Happy Halloween!

Author: Jax Cassidy // Category: , ,
This is one of my favorite holidays but this year I've promised myself that I would write and get my proposal done...the one that never ends...before I can enjoy any more days off. It's a tough project and I am committed to getting it finished no-matter-what!

Which leads me to committing myself to laying off the internet except for research reasons this weekend ... maybe parts of next week. However, I will only be online to post on blog days at various places but I am going to buckle down and avoid everything and everyone otherwise. Drastic times calls for drastic measures so I'm grounding myself...sort of.

Wish I was going to some kind of fancy party--ooh, I love dressing up--but I'll be okay about missing all the fun this year because it will be a party for me when I can finally shut up about my proposal and totally brag that "I SENT IT OUT".

Watch me.

HAPPY HALLOWEEN. Please be safe and have fun. Just stay away from the vampires and werewolves this year!

I'm on top of the world!

Author: Jax Cassidy // Category: , , ,
It's been a while since I've shared awesome news but today I wanted to kiss the folks at Amber Quill Press.

I SOLD! Yes, I sure did. I've got a short erotic contemporary that will be available the weekend of January 17th 2010 (unless it's moved up)! No cover yet but as soon as I get one, it's going up! :) This is a quick, exotic, and sexy read that I hope will keep you turning the pages. I totally loved writing it because it contains memories of Paris mixed with my love of art. I hope you'll put this short story on your TBR list. I'm glad I'll be starting the new year with one of my beloved publishers!

Every sale is a special one and I'm just enjoying the high...

BRUSH STROKES

For Sage, attending the Parisian sex club, Plaisirs Sombres, was the ultimate fantasy. So when the conservative gallery assistant is cloaked behind the velvet mask, she never expected to be the object of the club owner's desire. Spurred on by D.S. Gregoire's erotic and sensual brush strokes of the exclusive club, she gives into a brief liaison that leaves her breathless and wanting.

For Damien, known to the art world as D.S. Gregoire, his art has always been an adrenaline rush. But when an exotic and mysteriously uninhibited 'sex club virgin' enters his establishment, he is willing to break his club rules for another taste of the dark pleasures she brings him.

Must post

Author: Jax Cassidy // Category: , , ,
I'm sorely lacking on posts, I know...

I'm still pulling my hair out as I work on my current proposal. Man, I didn't realize I would be dragging so much. I am usually the quickest writer I know but lately it's been a real chore. No, I still love writing...I just need to get to that place where everything clicks and I haven't gotten there yet. Believe me, some days are easier than others but it seems like taking a hiatus from writing really kills your writing chi.

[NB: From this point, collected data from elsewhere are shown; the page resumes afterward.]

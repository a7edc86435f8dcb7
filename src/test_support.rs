//! Shared scripted collaborators for the role unit tests.
//!
//! Everything here runs without Python or a network: the provider, analyzer,
//! runner, and validator are scripted, while the workspace is a real tempdir.

use std::path::{Path, PathBuf};
use std::sync::Mutex;
use std::time::Duration;

use async_trait::async_trait;

use crate::agents::Collaborators;
use crate::analyzer::Analyzer;
use crate::backoff::RetryPolicy;
use crate::provider::{CompletionRequest, ModelProvider, ProviderError};
use crate::test_runner::{RawTestResult, TestRunner};
use crate::testgen::SourceValidator;
use crate::workspace::Workspace;

/// Provider that pops scripted results in order; after the script runs out,
/// the last response repeats.
pub struct ScriptedProvider {
    script: Mutex<Vec<Result<String, ProviderError>>>,
    fallback: Result<String, ProviderError>,
}

fn clone_result(r: &Result<String, ProviderError>) -> Result<String, ProviderError> {
    match r {
        Ok(s) => Ok(s.clone()),
        Err(ProviderError::RateLimited(m)) => Err(ProviderError::RateLimited(m.clone())),
        Err(ProviderError::Transient(m)) => Err(ProviderError::Transient(m.clone())),
        Err(ProviderError::Permanent(m)) => Err(ProviderError::Permanent(m.clone())),
    }
}

#[async_trait]
impl ModelProvider for ScriptedProvider {
    fn model_id(&self) -> &str {
        "scripted/test-model"
    }

    async fn complete(&self, _request: &CompletionRequest) -> Result<String, ProviderError> {
        let mut script = self.script.lock().unwrap();
        if script.is_empty() {
            clone_result(&self.fallback)
        } else {
            script.remove(0)
        }
    }
}

pub fn provider_always(response: &str) -> Box<dyn ModelProvider> {
    Box::new(ScriptedProvider {
        script: Mutex::new(Vec::new()),
        fallback: Ok(response.to_string()),
    })
}

pub fn provider_always_transient() -> Box<dyn ModelProvider> {
    Box::new(ScriptedProvider {
        script: Mutex::new(Vec::new()),
        fallback: Err(ProviderError::RateLimited("scripted 429".into())),
    })
}

pub fn provider_sequence(script: Vec<Result<String, ProviderError>>) -> Box<dyn ModelProvider> {
    Box::new(ScriptedProvider {
        script: Mutex::new(script),
        fallback: Err(ProviderError::Permanent("script exhausted".into())),
    })
}

struct ScriptedAnalyzer {
    result: Result<String, String>,
}

impl Analyzer for ScriptedAnalyzer {
    fn analyze(&self, _paths: &[PathBuf]) -> anyhow::Result<String> {
        match &self.result {
            Ok(summary) => Ok(summary.clone()),
            Err(msg) => Err(anyhow::anyhow!("{msg}")),
        }
    }
}

pub fn failing_analyzer() -> Box<dyn Analyzer> {
    Box::new(ScriptedAnalyzer {
        result: Err("pylint is not installed".into()),
    })
}

struct ScriptedRunner {
    exit_code: Option<i32>,
    output: String,
    launch_fails: bool,
}

impl TestRunner for ScriptedRunner {
    fn run(&self, _target: &Path) -> anyhow::Result<RawTestResult> {
        if self.launch_fails {
            anyhow::bail!("pytest not found");
        }
        Ok(RawTestResult {
            exit_code: self.exit_code,
            output: self.output.clone(),
        })
    }
}

pub fn runner_with_exit(exit_code: i32, output: &str) -> Box<dyn TestRunner> {
    Box::new(ScriptedRunner {
        exit_code: Some(exit_code),
        output: output.to_string(),
        launch_fails: false,
    })
}

pub fn failing_runner() -> Box<dyn TestRunner> {
    Box::new(ScriptedRunner {
        exit_code: None,
        output: String::new(),
        launch_fails: true,
    })
}

struct ScriptedValidator {
    /// Reject content containing this substring; empty rejects everything.
    reject_containing: Option<String>,
}

impl SourceValidator for ScriptedValidator {
    fn is_valid(&self, source: &str) -> bool {
        match &self.reject_containing {
            Some(needle) if needle.is_empty() => false,
            Some(needle) => !source.contains(needle.as_str()),
            None => true,
        }
    }
}

pub fn rejecting_validator() -> Box<dyn SourceValidator> {
    Box::new(ScriptedValidator {
        reject_containing: Some(String::new()),
    })
}

pub fn validator_rejecting(needle: &str) -> Box<dyn SourceValidator> {
    Box::new(ScriptedValidator {
        reject_containing: Some(needle.to_string()),
    })
}

/// Fresh tempdir workspace with well-behaved scripted collaborators.
/// Tests swap individual fields to script failures.
pub fn collaborators() -> (tempfile::TempDir, Collaborators) {
    let dir = tempfile::tempdir().unwrap();
    let workspace = Workspace::new(dir.path()).unwrap();
    let collab = Collaborators {
        provider: provider_always("def generated():\n    return 1\n"),
        analyzer: Box::new(ScriptedAnalyzer {
            result: Ok("score 4.00/10\ncalc.py:1:0: C0114: Missing module docstring".into()),
        }),
        runner: runner_with_exit(0, "1 passed in 0.01s"),
        validator: Box::new(ScriptedValidator {
            reject_containing: None,
        }),
        workspace,
        retry: RetryPolicy {
            max_attempts: 2,
            base_delay: Duration::from_millis(1),
            max_delay: Duration::from_millis(5),
        },
        temperature: 0.0,
        max_tokens: 1000,
        audit_sample: 5,
    };
    (dir, collab)
}

pub fn write_module(dir: &Path, name: &str, content: &str) -> PathBuf {
    let path = dir.join(name);
    std::fs::write(&path, content).unwrap();
    path
}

I will say that this time of year is my favorite. I've been bundled up in my comfy PJs and monkey sox slippers and sipping on either coffee or hot tea with honey. It makes me feel oh-so happy. Silly--but the little things really make everything better. I'm currently stuck on the over editing portion of my writing. I've freakin' re-written my first chapter 5 times now. I'm officially done....psychologically I'm going to assume I'm avoiding the moving forward part. Maybe I'm afraid of getting rejections, maybe I'm afraid there are hundreds of other authors who will fit their 'trend' and I'll be waiting forever for a response. Even though I know it's a kickass idea, I totally must learn to focus on me. Don't know why I'm getting insecure because I'm normally the type that hits 'send' and move on. Gosh, I'm growing soft. However, I swore I'd start changing things after I lost that bet to Mr. Right. :( But I couldn't help being sick for a week....right, no more excuses. Double or nothing, that's what I told him...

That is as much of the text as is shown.